#### [WHAT IS BEING ASKED]
Beginning with the opening line, set down each line of the material below exactly, stopping once the line with "fn tile_at(id: TileId)" is done.

Segment Start: GIVEN ENTRIES

#[cfg(test)]
mod tests {
    use super::*;
    use crate::render::{MemoryRenderTarget, NullRenderTarget};
    use crate::tile::encode_terrain_rgb_png;
    use std::sync::Arc;

    use parking_lot::Mutex;

    fn tile_at(id: TileId) -> Tile {
        let mut tile = Tile::new(TileSlot(0), Box::new(NullRenderTarget));
        tile.initialize(id, 1.0, 0, &MapFrame::default());
        tile
    }

    fn record(tile: &mut Tile) -> Arc<Mutex<Vec<TileEventKind>>> {
        let seen = Arc::new(Mutex::new(Vec::new()));
        let sink = Arc::clone(&seen);
        tile.subscribe(Box::new(move |e: &TileEvent| sink.lock().push(e.kind)));
        seen
    }

    fn ready_count(events: &Mutex<Vec<TileEventKind>>) -> usize {
        events
            .lock()
            .iter()
            .filter(|k| **k == TileEventKind::ReadyForMeshGeneration)
            .count()
    }

    fn id() -> TileId {
        TileId { z: 3, x: 2, y: 2 }
    }

    #[test]
    fn test_initialize_sets_identity_and_scales() {
        let mut tile = Tile::new(TileSlot(4), Box::new(NullRenderTarget));
        let frame = MapFrame {
            center_latitude: 60.0,
            initial_zoom: 3,
        };
        tile.initialize(id(), 2.0, 2, &frame);

        assert_eq!(tile.id(), Some(id()));
        assert_eq!(tile.canonical(), Some(id().canonical()));
        assert_eq!(tile.scale(), 2.0);
        assert_eq!(tile.world_scale(), 2.0);
        assert!((tile.relative_scale() - 2.0).abs() < 1e-4);
        assert_eq!(tile.states(), ChannelStates::default());
    }

    #[test]
    fn test_initial_zoom_is_remembered() {
        let mut tile = Tile::new(TileSlot(0), Box::new(NullRenderTarget));
        tile.initialize(id(), 1.0, 3, &MapFrame { center_latitude: 0.0, initial_zoom: 3 });
        tile.recycle();
        tile.initialize(id(), 1.0, 4, &MapFrame { center_latitude: 0.0, initial_zoom: 5 });
        assert_eq!(tile.initial_zoom(), Some(3));
        assert_eq!(tile.world_scale(), 0.5);
    }

    #[test]
    fn test_world_scale_reaches_render_target() {
        let render = MemoryRenderTarget::new();
        let snapshot = render.snapshot();
        let mut tile = Tile::new(TileSlot(0), Box::new(render));
        let frame = MapFrame {
            center_latitude: 0.0,
            initial_zoom: 3,
        };

        tile.initialize(id(), 1.0, 5, &frame);
        assert_eq!(snapshot.lock().scale, 0.25);

        tile.recycle();
        tile.initialize(id(), 1.0, 2, &frame);
        assert_eq!(snapshot.lock().scale, 2.0);
    }

    #[test]
    fn test_reinitialize_without_recycle_drops_observers() {
        let mut tile = tile_at(id());
        let stale = record(&mut tile);

        tile.initialize(TileId { z: 3, x: 3, y: 2 }, 1.0, 0, &MapFrame::default());
        let current = record(&mut tile);
        tile.set_height_grid(HeightGrid::uniform(2, 0.0)).unwrap();
        tile.fail_channel(DataChannel::Raster);

        assert_eq!(ready_count(&stale), 0);
        assert_eq!(ready_count(&current), 1);
    }

    #[test]
    fn test_query_height_before_data_is_zero() {
        let tile = tile_at(id());
        assert_eq!(tile.query_height(0.5, 0.5), 0.0);
    }

    #[test]
    fn test_query_height_applies_scale() {
        let mut tile = Tile::new(TileSlot(0), Box::new(NullRenderTarget));
        tile.initialize(id(), 0.5, 0, &MapFrame::default());
        tile.set_height_grid(HeightGrid::uniform(4, 10.0)).unwrap();
        assert_eq!(tile.query_height(0.3, 0.7), 5.0);
    }

    #[test]
    fn test_height_data_finishes_channel() {
        let mut tile = tile_at(id());
        let events = record(&mut tile);
        let png = encode_terrain_rgb_png(4, |_, _| 25.0).unwrap();

        tile.set_height_data(&png).unwrap();

        assert_eq!(tile.state(DataChannel::Height), ChannelState::Finished);
        assert_eq!(tile.height().unwrap().samples()[0], 25.0);
        assert_eq!(events.lock()[0], TileEventKind::HeightChanged);
    }

    #[test]
    fn test_bad_height_keeps_previous_grid() {
        let mut tile = tile_at(id());
        tile.set_height_grid(HeightGrid::uniform(2, 7.0)).unwrap();
        let events = record(&mut tile);

        assert!(tile.set_height_data(b"garbage").is_err());

        assert_eq!(tile.state(DataChannel::Height), ChannelState::Error);
        assert_eq!(tile.height().unwrap().samples(), &[7.0; 4]);
        assert_eq!(events.lock()[0], TileEventKind::HeightChanged);
    }

    #[test]
    fn test_ready_waits_for_both_mesh_inputs() {
        let mut tile = tile_at(id());
        let events = record(&mut tile);
        tile.attach_fetch(DataChannel::Raster, 1, CancellationToken::new());
        tile.attach_fetch(DataChannel::Height, 2, CancellationToken::new());

        tile.set_height_grid(HeightGrid::uniform(2, 0.0)).unwrap();
        assert_eq!(ready_count(&events), 0);
        assert!(!tile.is_ready_for_mesh());

        tile.fail_channel(DataChannel::Raster);
        assert_eq!(ready_count(&events), 1);
        assert!(tile.is_ready_for_mesh());
    }

    #[test]
    fn test_ready_fires_once() {
        let mut tile = tile_at(id());
        let events = record(&mut tile);

        tile.set_height_grid(HeightGrid::uniform(2, 0.0)).unwrap();
        tile.set_height_grid(HeightGrid::uniform(2, 1.0)).unwrap();
        tile.fail_channel(DataChannel::Raster);

        assert_eq!(ready_count(&events), 1);
    }

    #[test]
    fn test_vector_does_not_gate() {
        let mut tile = tile_at(id());
        let events = record(&mut tile);
        tile.attach_fetch(DataChannel::Vector, 1, CancellationToken::new());

        tile.set_height_grid(HeightGrid::uniform(2, 0.0)).unwrap();
        assert_eq!(ready_count(&events), 1);

        tile.set_vector_data(VectorTileData::new(bytes::Bytes::from_static(b"pbf")))
            .unwrap();
        assert_eq!(ready_count(&events), 1);
        assert_eq!(*events.lock().last().unwrap(), TileEventKind::VectorChanged);
    }

    #[test]
    fn test_cancel_marks_in_flight_channels() {
        let mut tile = tile_at(id());
        let events = record(&mut tile);
        let token = CancellationToken::new();
        tile.attach_fetch(DataChannel::Height, 7, token.clone());
        tile.set_vector_data(VectorTileData::new(bytes::Bytes::new()))
            .unwrap();

        tile.cancel();

        assert!(token.is_cancelled());
        assert_eq!(tile.state(DataChannel::Height), ChannelState::Cancelled);
        assert_eq!(tile.state(DataChannel::Vector), ChannelState::Finished);
        assert_eq!(tile.attached_fetch(DataChannel::Height), None);
        assert_eq!(ready_count(&events), 0);
    }

    #[test]
    fn test_release_fetch_ignores_superseded_request() {
        let mut tile = tile_at(id());
        tile.attach_fetch(DataChannel::Raster, 1, CancellationToken::new());
        tile.attach_fetch(DataChannel::Raster, 2, CancellationToken::new());

        tile.release_fetch(DataChannel::Raster, 1);
        assert_eq!(tile.attached_fetch(DataChannel::Raster), Some(2));

        tile.release_fetch(DataChannel::Raster, 2);
        assert_eq!(tile.attached_fetch(DataChannel::Raster), None);
    }

    #[test]
    fn test_recycle_resets_everything() {
        let render = MemoryRenderTarget::new();
        let snapshot = render.snapshot();
        let mut tile = Tile::new(TileSlot(1), Box::new(render));
        tile.initialize(id(), 1.0, 0, &MapFrame::default());
        let events = record(&mut tile);
        let token = CancellationToken::new();
        tile.attach_fetch(DataChannel::Raster, 3, token.clone());
        tile.set_height_grid(HeightGrid::uniform(2, 1.0)).unwrap();
        tile.set_loading_texture(Some(RasterImage::solid(2, 2, [9, 9, 9, 255])));

        tile.recycle();

        assert!(token.is_cancelled());
        assert_eq!(tile.id(), None);
        assert_eq!(tile.states(), ChannelStates::default());
        assert!(!tile.is_ready_for_mesh());
        assert!(tile.height().is_none());
        assert!(!snapshot.lock().active);
        assert_eq!(snapshot.lock().texture.as_ref().unwrap().width(), 2);

        // Observers are gone; payloads are refused while pooled
        let before = events.lock().len();
        assert!(matches!(
            tile.set_height_grid(HeightGrid::uniform(2, 1.0)),
            Err(TileDataError::NotInitialized)
        ));
        assert_eq!(events.lock().len(), before);
    }

    #[test]
    fn test_recycle_idle_tile_is_safe() {
        let mut tile = Tile::new(TileSlot(0), Box::new(NullRenderTarget));
        tile.recycle();
        tile.recycle();
        assert!(!tile.is_initialized());
    }

    #[test]
    fn test_ready_fires_again_after_recycle() {
        let mut tile = tile_at(id());
        let first = record(&mut tile);
        tile.set_height_grid(HeightGrid::uniform(2, 0.0)).unwrap();
        tile.recycle();

        tile.initialize(id(), 1.0, 0, &MapFrame::default());
        let second = record(&mut tile);
        tile.set_height_grid(HeightGrid::uniform(2, 0.0)).unwrap();

        assert_eq!(ready_count(&first), 1);
        assert_eq!(ready_count(&second), 1);
    }
}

Segment End: GIVEN ENTRIES

#### [TASK RESPONSE]
#[cfg(test)]
mod tests {
    use super::*;
    use crate::render::{MemoryRenderTarget, NullRenderTarget};
    use crate::tile::encode_terrain_rgb_png;
    use std::sync::Arc;

    use parking_lot::Mutex;

    fn tile_at(id: TileId) -> Tile {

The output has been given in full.